Eigentlich doch eine schöne Idee: die alten Studienfreunde und ihre Familien einzuladen über ein langes Wochenende. Man hat sich lange nicht gesehen. Max und Annie haben vor einiger Zeit ihr renommiertes Architekturbüro in London aufgegeben, um mit ihrem 12-jährigen Adoptivsohn Kip in Cornwall, in der Natur, ein neues Leben anzufangen. Ihr neues Projekt ist ein luxuriöser Campingplatz, den sie an diesem Wochenende ihren Freunden vorstellen wollen. Kira, Dominic, Jim und Suze haben zu Studienzeiten mit Max und Annie in einer gemeinsamen WG gewohnt, sind seitdem befreundet.
Außerdem sind natürlich Tanya und Fred eingeladen, – die zweite Frau von Dominic und Kiras neuer Partner. Ebenso selbstverständlich die Kinder. Schon am ersten Abend gibt es Streit am Lagerfeuer. Phoebe, die jüngste Tochter von Dom, hat Kip ein Marshmallow geklaut, was diesen aus der Fassung bringt. Kip ist besonders. Er ist Fremden gegenüber scheu, in sich gekehrt, zurückgezogen und kann mit Unvorhergesehenem nicht gut umgehen. Seit sechs Jahren lebt er bei Max und Annie. Endlich Pflegeeltern, die ihm wirklich das Gefühl geben, willkommen zu sein und zu ihnen zu gehören. Als die Situation eskaliert, weil Dominic ausrastet, verschließt sich Kip total.
Annie und Max kommen kaum noch an ihn ran. Die Stimmung kippt, wird angespannt. Richtig schlimm wird es allerdings am nächsten Tag, als in einem schweren Unwetter die Kinder nicht vollzählig vom Spielen im Wald zurückkommen. Die Väter hatten versprochen, aufzupassen und haben erlaubt, dass die Kinder alleine losziehen. Die Nerven liegen bei allen blank. Eine Suchaktion wird gestartet, die zunächst im Sande verläuft. Hilfe kann nicht gerufen werden, der Strom ist ausgefallen, die Straßen sind durch umgestürzte Bäume versperrt.

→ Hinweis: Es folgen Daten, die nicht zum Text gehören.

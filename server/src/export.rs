//! Snapshot builder: reads the entity store into a [`Snapshot`].

use crate::db::{self, Pool};
use crate::error::Result;
use std::collections::BTreeSet;
use waymark_engine::{EntityKind, EntityRecord, Snapshot};

/// Tool version stamped into every snapshot.
pub fn app_version() -> String {
    format!("waymark-server {}", env!("CARGO_PKG_VERSION"))
}

/// Export every row of the requested kinds, ordered by id.
///
/// All reads share one transaction. Nothing is written.
pub async fn build_snapshot(pool: &Pool, kinds: &BTreeSet<EntityKind>) -> Result<Snapshot> {
    let mut tx = pool.begin().await?;
    let mut snapshot = Snapshot::new(kinds.iter().copied(), app_version());

    for kind in kinds {
        match kind {
            EntityKind::Trip => {
                for row in db::trips::list_all(&mut *tx).await? {
                    snapshot.entities.push(EntityRecord::Trip(row.into_record()));
                }
            }
            EntityKind::Route => {
                for row in db::trip_routes::list_all(&mut *tx).await? {
                    snapshot.entities.push(EntityRecord::Route(row.into_record()));
                }
            }
            EntityKind::Point => {
                for row in db::points::list_all(&mut *tx).await? {
                    snapshot.entities.push(EntityRecord::Point(row.into_record()));
                }
            }
            EntityKind::Tag => {
                for row in db::tags::list_all(&mut *tx).await? {
                    snapshot.entities.push(EntityRecord::Tag(row.into_record()));
                }
            }
            EntityKind::Setting => {
                for row in db::settings::list_all(&mut *tx).await? {
                    snapshot.entities.push(EntityRecord::Setting(row.into_record()));
                }
            }
        }
    }

    tx.commit().await?;

    tracing::info!(
        kinds = ?kinds,
        records = snapshot.record_count(),
        "Built snapshot"
    );

    Ok(snapshot)
}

Alleine in völlig unbekanntem Gelände
Die Freunde sind auf sich alleine gestellt. In völlig unbekanntem Gelände, an der Steilküste, im Unwetter. Angespannt beschreibt den Zustand nicht mehr annähernd. Unangenehme Gespräche werden geführt, Wahrheiten kommen ans Licht, von denen keiner erfahren sollte. Geheimnisse werden aufgedeckt und tun der Freundschaft keineswegs gut. Phoebe, das vermisste kleine Mädchen, wird gefunden. Unverletzt. Der Albtraum hat damit aber alles andere als ein Ende. Jemand spielt ein perfides Spiel mit der Gruppe. Warum? Mit welchem Zweck?

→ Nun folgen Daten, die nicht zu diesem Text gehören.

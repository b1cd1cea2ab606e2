//! Backup store: encoded snapshots kept as files in one directory.
//!
//! Every name handed in from outside is checked before it reaches the
//! filesystem. A valid name is a single path component made of
//! `[A-Za-z0-9._-]`, not starting with a dot, ending in `.json` or `.zip`.

use chrono::{DateTime, Utc};
use serde::Serialize;
use std::io::ErrorKind;
use std::path::PathBuf;
use tokio::fs;
use tokio::io::AsyncWriteExt;
use waymark_engine::ArchiveFormat;

/// Errors from the backup store.
#[derive(Debug, thiserror::Error)]
pub enum BackupStoreError {
    #[error("invalid backup name: {0}")]
    InvalidName(String),

    #[error("backup not found: {0}")]
    NotFound(String),

    #[error("backup already exists: {0}")]
    AlreadyExists(String),

    #[error("backup store IO error: {0}")]
    Io(#[from] std::io::Error),
}

pub type Result<T> = std::result::Result<T, BackupStoreError>;

/// A stored backup as shown in listings.
#[derive(Debug, Clone, PartialEq, Eq, Serialize)]
#[serde(rename_all = "camelCase")]
pub struct BackupInfo {
    pub name: String,
    pub size_bytes: u64,
    pub modified_at: DateTime<Utc>,
    pub format: ArchiveFormat,
}

/// Directory of encoded snapshots.
#[derive(Debug, Clone)]
pub struct BackupStore {
    dir: PathBuf,
}

impl BackupStore {
    /// Open the store, creating its directory when missing.
    pub async fn open(dir: impl Into<PathBuf>) -> Result<Self> {
        let dir = dir.into();
        fs::create_dir_all(&dir).await?;
        Ok(Self { dir })
    }

    /// Stored backups, most recently modified first.
    pub async fn list(&self) -> Result<Vec<BackupInfo>> {
        let mut backups = Vec::new();
        let mut entries = fs::read_dir(&self.dir).await?;

        while let Some(entry) = entries.next_entry().await? {
            let Some(name) = entry.file_name().to_str().map(str::to_string) else {
                continue;
            };
            let Ok(format) = check_name(&name) else {
                continue;
            };
            let metadata = entry.metadata().await?;
            if !metadata.is_file() {
                continue;
            }

            backups.push(BackupInfo {
                name,
                size_bytes: metadata.len(),
                modified_at: DateTime::<Utc>::from(metadata.modified()?),
                format,
            });
        }

        backups.sort_by(|a, b| {
            b.modified_at
                .cmp(&a.modified_at)
                .then_with(|| b.name.cmp(&a.name))
        });
        Ok(backups)
    }

    /// Write a new backup and return its listing entry.
    ///
    /// `suggested_name` is sanitized and given the extension matching
    /// `format`; without one a timestamped name is generated. Existing files
    /// are never overwritten.
    pub async fn persist(
        &self,
        bytes: &[u8],
        format: ArchiveFormat,
        suggested_name: Option<&str>,
    ) -> Result<BackupInfo> {
        let name = backup_name(suggested_name, format, Utc::now());
        let path = self.resolve(&name)?.0;

        if fs::try_exists(&path).await? {
            return Err(BackupStoreError::AlreadyExists(name));
        }

        // Leading dot keeps a half-written file out of listings.
        let tmp = self.dir.join(format!(".{name}.tmp"));
        let mut file = fs::OpenOptions::new()
            .write(true)
            .create_new(true)
            .open(&tmp)
            .await
            .map_err(|e| match e.kind() {
                ErrorKind::AlreadyExists => BackupStoreError::AlreadyExists(name.clone()),
                _ => BackupStoreError::Io(e),
            })?;

        let written = async {
            file.write_all(bytes).await?;
            file.sync_all().await?;
            fs::rename(&tmp, &path).await
        }
        .await;

        if let Err(e) = written {
            let _ = fs::remove_file(&tmp).await;
            return Err(e.into());
        }

        let metadata = fs::metadata(&path).await?;
        tracing::info!(backup = %name, size = metadata.len(), "Persisted backup");

        Ok(BackupInfo {
            name,
            size_bytes: metadata.len(),
            modified_at: DateTime::<Utc>::from(metadata.modified()?),
            format,
        })
    }

    /// Read a stored backup.
    pub async fn read(&self, name: &str) -> Result<(ArchiveFormat, Vec<u8>)> {
        let (path, format) = self.resolve(name)?;
        let bytes = fs::read(&path).await.map_err(|e| not_found(e, name))?;
        Ok((format, bytes))
    }

    /// Delete a stored backup.
    pub async fn delete(&self, name: &str) -> Result<()> {
        let (path, _) = self.resolve(name)?;
        fs::remove_file(&path).await.map_err(|e| not_found(e, name))?;
        tracing::info!(backup = %name, "Deleted backup");
        Ok(())
    }

    /// Map a backup name to its path inside the store.
    fn resolve(&self, name: &str) -> Result<(PathBuf, ArchiveFormat)> {
        let format = check_name(name)?;
        Ok((self.dir.join(name), format))
    }
}

fn not_found(e: std::io::Error, name: &str) -> BackupStoreError {
    match e.kind() {
        ErrorKind::NotFound => BackupStoreError::NotFound(name.to_string()),
        _ => BackupStoreError::Io(e),
    }
}

fn is_name_char(c: char) -> bool {
    c.is_ascii_alphanumeric() || matches!(c, '.' | '_' | '-')
}

/// Validate a backup name and return the format its extension names.
fn check_name(name: &str) -> Result<ArchiveFormat> {
    let invalid = || BackupStoreError::InvalidName(name.to_string());

    if name.is_empty() || name.starts_with('.') || name.contains("..") {
        return Err(invalid());
    }
    if !name.chars().all(is_name_char) {
        return Err(invalid());
    }

    let (stem, ext) = name.rsplit_once('.').ok_or_else(invalid)?;
    if stem.is_empty() {
        return Err(invalid());
    }
    ArchiveFormat::from_extension(ext).ok_or_else(invalid)
}

/// Build the file name for a new backup.
fn backup_name(suggested: Option<&str>, format: ArchiveFormat, now: DateTime<Utc>) -> String {
    let stem = suggested
        .map(|s| {
            let s = s.trim();
            let s = match s.rsplit_once('.') {
                Some((stem, ext)) if ArchiveFormat::from_extension(ext).is_some() => stem,
                _ => s,
            };
            let cleaned: String = s
                .chars()
                .map(|c| if is_name_char(c) { c } else { '_' })
                .collect();
            let mut cleaned = cleaned.trim_start_matches('.').to_string();
            while cleaned.contains("..") {
                cleaned = cleaned.replace("..", ".");
            }
            cleaned.trim_end_matches('.').to_string()
        })
        .filter(|s| !s.is_empty())
        .unwrap_or_else(|| format!("backup_{}", now.format("%Y-%m-%d_%H-%M-%S")));

    format!("{stem}.{}", format.extension())
}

Was hält Freundschaft aus? Wieviel Geheimnis kann sie ertragen und wieviel unangenehmen Wahrheit? Wie weit geht man als Mutter, um sein Kind zu schützen? Wem kann man trauen? All das sind Fragen, die hier angesprochen werden.
Vielleicht etwas überzogen, aber spannend
An der ein oder anderen Stelle vielleicht ein bisschen überzogen, aber absolut spannend. Fesselnd, emotional, verstörend und abgründig. Gut gezeichnete, sehr unterschiedliche Charaktere, geschickt gespielt mit den Zeitebenen Wochenende vor Ort und Befragung durch die Polizei am Sonntag und Montag. Die Spannung bleibt erhalten bis zum Schluss. Als Leser weiß man bis zum Schluss eben auch nicht, was genau passiert ist.
Hannah Richell: Das Wochenende: Vier Familien. Drei Tage. Ein Sturm, der alles verändert.
Aus dem Englischen übersetzt von Sabine Längsfeld
Rowohlt, Dezember2024
432 Seiten, Paperback, 18,00 Euro
Diese Rezension wurde verfasst von Sabine Ertz.